Task objective
Show each line of the records in which the word "DefaultCodec" occurs.
**********
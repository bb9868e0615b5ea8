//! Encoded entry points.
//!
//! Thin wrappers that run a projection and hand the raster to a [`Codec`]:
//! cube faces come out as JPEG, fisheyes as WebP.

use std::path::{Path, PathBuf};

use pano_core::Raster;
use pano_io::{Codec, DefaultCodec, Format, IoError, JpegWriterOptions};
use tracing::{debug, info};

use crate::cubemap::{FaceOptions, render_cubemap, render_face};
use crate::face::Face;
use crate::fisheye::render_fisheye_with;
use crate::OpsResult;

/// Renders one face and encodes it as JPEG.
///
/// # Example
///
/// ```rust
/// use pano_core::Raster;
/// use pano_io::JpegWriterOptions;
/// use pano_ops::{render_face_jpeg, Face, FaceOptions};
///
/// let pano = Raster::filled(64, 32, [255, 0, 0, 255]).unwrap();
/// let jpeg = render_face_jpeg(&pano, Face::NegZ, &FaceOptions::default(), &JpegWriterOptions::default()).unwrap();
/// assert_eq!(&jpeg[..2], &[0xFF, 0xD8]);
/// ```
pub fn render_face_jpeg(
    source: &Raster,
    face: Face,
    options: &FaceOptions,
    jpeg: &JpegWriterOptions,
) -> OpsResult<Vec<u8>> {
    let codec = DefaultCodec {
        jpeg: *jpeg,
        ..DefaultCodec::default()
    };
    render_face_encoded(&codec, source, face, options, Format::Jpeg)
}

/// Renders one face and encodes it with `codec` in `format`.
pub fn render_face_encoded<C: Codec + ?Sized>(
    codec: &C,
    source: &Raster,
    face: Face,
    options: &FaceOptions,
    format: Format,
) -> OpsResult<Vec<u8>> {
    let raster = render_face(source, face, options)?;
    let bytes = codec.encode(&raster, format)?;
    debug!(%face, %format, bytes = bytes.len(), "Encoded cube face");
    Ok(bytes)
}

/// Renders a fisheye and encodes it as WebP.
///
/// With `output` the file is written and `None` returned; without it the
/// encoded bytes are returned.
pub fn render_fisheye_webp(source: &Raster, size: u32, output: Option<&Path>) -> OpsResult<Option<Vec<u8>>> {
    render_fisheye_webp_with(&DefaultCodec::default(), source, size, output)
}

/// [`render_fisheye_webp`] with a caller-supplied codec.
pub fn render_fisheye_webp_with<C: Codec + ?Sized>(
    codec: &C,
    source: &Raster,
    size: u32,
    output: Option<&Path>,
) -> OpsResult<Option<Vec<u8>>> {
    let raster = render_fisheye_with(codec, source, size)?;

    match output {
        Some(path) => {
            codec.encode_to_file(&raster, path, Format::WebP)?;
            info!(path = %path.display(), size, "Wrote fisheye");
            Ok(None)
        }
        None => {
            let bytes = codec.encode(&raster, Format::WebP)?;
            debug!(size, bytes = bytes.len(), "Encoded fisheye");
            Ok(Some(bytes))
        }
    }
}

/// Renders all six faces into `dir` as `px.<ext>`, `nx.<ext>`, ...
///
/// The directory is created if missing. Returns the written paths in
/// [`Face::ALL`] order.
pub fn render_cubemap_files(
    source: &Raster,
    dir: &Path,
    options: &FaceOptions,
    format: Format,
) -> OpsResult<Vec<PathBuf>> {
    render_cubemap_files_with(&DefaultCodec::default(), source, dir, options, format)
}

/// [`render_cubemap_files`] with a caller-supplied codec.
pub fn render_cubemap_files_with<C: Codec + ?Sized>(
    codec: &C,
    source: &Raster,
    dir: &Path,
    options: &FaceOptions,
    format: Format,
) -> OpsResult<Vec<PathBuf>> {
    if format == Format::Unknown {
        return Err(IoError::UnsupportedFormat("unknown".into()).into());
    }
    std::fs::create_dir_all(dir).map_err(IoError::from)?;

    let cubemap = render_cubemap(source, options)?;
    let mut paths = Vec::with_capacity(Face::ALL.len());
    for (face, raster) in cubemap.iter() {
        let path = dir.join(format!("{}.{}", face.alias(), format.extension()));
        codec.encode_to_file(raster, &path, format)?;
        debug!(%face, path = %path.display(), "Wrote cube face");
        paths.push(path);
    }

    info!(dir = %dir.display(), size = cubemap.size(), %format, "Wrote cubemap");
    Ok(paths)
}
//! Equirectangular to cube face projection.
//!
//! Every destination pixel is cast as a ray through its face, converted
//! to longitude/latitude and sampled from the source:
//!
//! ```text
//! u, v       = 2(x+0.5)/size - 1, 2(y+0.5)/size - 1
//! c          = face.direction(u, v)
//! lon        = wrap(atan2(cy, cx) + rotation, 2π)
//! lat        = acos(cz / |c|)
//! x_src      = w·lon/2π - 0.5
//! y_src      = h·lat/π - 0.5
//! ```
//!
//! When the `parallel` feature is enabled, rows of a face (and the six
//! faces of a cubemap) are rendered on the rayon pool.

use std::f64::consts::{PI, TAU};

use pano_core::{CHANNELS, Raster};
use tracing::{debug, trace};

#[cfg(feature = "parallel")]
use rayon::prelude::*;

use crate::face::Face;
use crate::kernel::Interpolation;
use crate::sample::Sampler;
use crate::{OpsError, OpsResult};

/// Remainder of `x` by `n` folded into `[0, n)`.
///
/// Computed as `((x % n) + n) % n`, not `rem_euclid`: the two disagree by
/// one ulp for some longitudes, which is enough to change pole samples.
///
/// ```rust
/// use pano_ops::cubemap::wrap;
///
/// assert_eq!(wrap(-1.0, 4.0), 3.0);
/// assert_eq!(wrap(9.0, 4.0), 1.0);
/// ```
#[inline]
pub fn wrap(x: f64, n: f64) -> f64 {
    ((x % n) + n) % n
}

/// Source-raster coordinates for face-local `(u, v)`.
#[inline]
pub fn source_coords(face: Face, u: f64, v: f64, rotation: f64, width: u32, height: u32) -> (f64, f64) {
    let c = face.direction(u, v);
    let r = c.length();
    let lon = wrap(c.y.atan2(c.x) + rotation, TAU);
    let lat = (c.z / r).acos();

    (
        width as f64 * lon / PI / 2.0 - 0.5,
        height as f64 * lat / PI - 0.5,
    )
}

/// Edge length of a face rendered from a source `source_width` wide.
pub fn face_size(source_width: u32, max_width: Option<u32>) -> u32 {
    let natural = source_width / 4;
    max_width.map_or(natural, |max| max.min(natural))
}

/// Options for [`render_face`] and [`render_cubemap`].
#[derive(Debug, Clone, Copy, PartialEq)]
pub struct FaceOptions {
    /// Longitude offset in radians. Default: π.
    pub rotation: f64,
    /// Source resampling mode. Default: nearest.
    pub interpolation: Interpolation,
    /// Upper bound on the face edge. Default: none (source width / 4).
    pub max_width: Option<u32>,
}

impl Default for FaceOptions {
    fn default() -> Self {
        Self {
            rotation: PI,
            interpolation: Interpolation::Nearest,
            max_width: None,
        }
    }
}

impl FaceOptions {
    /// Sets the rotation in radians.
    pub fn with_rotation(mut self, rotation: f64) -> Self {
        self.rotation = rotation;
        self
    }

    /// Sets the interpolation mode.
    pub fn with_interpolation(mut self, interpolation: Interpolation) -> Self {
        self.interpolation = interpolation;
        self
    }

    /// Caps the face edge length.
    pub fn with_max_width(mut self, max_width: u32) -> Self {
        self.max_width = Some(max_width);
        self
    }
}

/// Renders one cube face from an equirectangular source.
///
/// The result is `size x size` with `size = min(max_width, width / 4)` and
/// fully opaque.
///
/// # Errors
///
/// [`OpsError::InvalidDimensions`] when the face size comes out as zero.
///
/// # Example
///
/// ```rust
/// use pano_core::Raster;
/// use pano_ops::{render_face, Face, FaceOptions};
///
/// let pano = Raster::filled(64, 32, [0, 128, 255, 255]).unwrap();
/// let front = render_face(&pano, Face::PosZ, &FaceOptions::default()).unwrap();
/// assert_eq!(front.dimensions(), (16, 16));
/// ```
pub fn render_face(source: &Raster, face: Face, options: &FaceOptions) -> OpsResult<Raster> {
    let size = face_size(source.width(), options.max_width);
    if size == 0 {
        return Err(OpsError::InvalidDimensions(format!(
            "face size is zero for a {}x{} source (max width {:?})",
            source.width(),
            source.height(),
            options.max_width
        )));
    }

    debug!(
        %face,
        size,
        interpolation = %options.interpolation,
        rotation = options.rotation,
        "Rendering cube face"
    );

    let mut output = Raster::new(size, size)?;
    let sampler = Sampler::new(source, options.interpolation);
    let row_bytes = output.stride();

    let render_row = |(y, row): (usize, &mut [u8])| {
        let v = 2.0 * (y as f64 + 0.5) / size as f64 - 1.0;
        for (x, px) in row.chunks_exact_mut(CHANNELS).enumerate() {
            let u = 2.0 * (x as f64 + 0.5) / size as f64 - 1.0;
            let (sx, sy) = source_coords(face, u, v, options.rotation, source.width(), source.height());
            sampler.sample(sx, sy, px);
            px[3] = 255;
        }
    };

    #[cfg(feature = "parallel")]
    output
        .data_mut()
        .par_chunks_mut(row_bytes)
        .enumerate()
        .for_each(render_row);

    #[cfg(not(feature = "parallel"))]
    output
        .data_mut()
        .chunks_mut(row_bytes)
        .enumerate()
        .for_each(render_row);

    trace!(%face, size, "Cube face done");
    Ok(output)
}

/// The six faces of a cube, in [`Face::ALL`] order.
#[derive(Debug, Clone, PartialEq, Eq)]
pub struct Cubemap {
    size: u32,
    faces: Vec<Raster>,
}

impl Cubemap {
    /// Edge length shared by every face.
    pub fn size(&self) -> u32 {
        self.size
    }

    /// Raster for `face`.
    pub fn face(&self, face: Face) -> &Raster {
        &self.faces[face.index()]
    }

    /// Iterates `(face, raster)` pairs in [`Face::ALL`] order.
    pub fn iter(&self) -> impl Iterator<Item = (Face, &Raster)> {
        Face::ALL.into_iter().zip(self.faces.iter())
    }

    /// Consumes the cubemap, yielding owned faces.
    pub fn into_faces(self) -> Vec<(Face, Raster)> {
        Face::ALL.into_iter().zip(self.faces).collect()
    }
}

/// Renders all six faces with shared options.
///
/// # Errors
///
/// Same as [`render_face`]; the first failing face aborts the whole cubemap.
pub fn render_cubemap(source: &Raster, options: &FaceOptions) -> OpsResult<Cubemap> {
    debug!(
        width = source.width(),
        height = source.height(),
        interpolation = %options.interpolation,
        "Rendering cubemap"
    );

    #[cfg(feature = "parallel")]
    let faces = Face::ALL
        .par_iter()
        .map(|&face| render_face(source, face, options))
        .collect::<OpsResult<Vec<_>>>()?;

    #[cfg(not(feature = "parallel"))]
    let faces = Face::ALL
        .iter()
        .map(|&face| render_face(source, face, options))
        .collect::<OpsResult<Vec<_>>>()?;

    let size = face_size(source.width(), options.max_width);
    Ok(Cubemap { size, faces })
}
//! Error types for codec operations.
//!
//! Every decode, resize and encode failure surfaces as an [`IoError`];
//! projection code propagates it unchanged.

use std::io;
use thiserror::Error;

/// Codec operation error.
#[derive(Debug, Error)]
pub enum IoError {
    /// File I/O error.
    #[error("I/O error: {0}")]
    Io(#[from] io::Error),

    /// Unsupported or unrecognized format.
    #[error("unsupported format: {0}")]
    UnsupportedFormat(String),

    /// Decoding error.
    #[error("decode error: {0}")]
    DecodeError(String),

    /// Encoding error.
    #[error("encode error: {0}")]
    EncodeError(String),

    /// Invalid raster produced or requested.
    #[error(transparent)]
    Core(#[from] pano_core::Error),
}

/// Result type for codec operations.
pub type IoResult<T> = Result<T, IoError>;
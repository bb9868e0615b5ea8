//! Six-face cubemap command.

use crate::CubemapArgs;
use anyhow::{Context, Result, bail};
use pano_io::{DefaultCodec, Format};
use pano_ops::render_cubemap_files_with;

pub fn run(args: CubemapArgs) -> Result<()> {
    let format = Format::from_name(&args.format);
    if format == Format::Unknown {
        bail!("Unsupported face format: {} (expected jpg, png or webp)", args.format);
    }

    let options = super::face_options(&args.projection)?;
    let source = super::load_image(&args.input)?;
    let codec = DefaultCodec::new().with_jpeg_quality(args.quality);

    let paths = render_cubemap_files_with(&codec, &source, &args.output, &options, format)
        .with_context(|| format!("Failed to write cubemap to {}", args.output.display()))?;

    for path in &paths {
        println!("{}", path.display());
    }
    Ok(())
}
**********
Exercise output
use pano_io::{Codec, DefaultCodec, Format, IoError, JpegWriterOptions};
    let codec = DefaultCodec {
        ..DefaultCodec::default()
    render_fisheye_webp_with(&DefaultCodec::default(), source, size, output)
    render_cubemap_files_with(&DefaultCodec::default(), source, dir, options, format)
use pano_io::{DefaultCodec, Format};
    let codec = DefaultCodec::new().with_jpeg_quality(args.quality);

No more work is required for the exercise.